EXERCISE GOAL: The answer must be every line below that contains the string "RefCell".

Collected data
==============================

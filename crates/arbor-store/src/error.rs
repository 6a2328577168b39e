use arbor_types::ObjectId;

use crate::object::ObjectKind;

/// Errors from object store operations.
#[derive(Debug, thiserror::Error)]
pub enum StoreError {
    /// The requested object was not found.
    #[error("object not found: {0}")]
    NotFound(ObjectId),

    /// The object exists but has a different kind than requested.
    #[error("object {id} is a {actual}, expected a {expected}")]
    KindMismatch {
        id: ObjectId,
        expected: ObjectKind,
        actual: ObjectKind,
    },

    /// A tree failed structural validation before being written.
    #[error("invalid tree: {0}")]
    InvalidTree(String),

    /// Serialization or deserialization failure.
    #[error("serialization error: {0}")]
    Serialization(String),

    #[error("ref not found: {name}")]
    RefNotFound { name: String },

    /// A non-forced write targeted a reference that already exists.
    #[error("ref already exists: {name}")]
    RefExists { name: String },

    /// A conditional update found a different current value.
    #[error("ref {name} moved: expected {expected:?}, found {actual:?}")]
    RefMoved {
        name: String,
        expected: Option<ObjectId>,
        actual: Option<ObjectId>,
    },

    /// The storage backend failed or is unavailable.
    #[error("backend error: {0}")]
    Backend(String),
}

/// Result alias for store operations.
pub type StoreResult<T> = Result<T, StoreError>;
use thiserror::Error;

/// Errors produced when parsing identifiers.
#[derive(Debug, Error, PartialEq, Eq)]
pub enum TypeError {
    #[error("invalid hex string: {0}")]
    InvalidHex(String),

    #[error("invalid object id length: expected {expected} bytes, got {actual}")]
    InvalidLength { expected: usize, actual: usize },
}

==============================

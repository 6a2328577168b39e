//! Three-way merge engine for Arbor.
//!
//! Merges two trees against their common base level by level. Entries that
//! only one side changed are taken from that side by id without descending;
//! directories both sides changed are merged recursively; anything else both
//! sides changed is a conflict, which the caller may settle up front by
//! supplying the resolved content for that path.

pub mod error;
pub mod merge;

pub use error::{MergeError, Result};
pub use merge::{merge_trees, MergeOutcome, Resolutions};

==============================

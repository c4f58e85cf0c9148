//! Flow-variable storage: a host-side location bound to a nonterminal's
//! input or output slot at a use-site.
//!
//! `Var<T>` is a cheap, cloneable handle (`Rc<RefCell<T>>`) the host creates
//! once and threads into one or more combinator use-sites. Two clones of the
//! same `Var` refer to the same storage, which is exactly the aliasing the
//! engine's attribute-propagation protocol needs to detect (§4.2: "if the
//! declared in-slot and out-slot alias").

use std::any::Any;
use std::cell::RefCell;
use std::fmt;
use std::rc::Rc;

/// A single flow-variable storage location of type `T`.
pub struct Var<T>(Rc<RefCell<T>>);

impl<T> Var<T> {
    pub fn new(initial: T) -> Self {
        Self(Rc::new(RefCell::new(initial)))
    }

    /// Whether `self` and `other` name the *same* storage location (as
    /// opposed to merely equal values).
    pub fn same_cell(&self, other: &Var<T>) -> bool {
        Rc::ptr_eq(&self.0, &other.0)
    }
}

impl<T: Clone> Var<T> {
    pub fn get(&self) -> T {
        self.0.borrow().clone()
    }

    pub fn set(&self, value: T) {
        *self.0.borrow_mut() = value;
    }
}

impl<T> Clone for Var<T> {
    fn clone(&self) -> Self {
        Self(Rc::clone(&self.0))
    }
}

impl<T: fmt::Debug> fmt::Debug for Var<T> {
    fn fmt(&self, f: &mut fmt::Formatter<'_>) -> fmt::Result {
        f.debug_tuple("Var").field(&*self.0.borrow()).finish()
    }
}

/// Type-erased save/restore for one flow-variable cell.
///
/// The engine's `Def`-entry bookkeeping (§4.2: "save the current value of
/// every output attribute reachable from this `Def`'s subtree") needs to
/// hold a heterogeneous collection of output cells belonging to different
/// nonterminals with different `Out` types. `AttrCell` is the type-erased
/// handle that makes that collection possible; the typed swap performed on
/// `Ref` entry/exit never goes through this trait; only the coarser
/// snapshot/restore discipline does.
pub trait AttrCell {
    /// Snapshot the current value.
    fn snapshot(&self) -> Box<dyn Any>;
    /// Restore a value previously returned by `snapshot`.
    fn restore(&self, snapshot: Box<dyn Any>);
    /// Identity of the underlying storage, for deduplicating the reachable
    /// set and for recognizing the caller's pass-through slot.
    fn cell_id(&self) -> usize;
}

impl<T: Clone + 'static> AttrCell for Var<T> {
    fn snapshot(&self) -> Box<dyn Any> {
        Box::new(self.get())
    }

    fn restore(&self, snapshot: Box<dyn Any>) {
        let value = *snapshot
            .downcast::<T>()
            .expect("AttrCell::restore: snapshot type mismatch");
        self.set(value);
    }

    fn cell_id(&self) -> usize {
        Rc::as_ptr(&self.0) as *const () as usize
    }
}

==============================

THE COMPLETED TASK:
//! `Var<T>` is a cheap, cloneable handle (`Rc<RefCell<T>>`) the host creates
use std::cell::RefCell;
pub struct Var<T>(Rc<RefCell<T>>);
        Self(Rc::new(RefCell::new(initial)))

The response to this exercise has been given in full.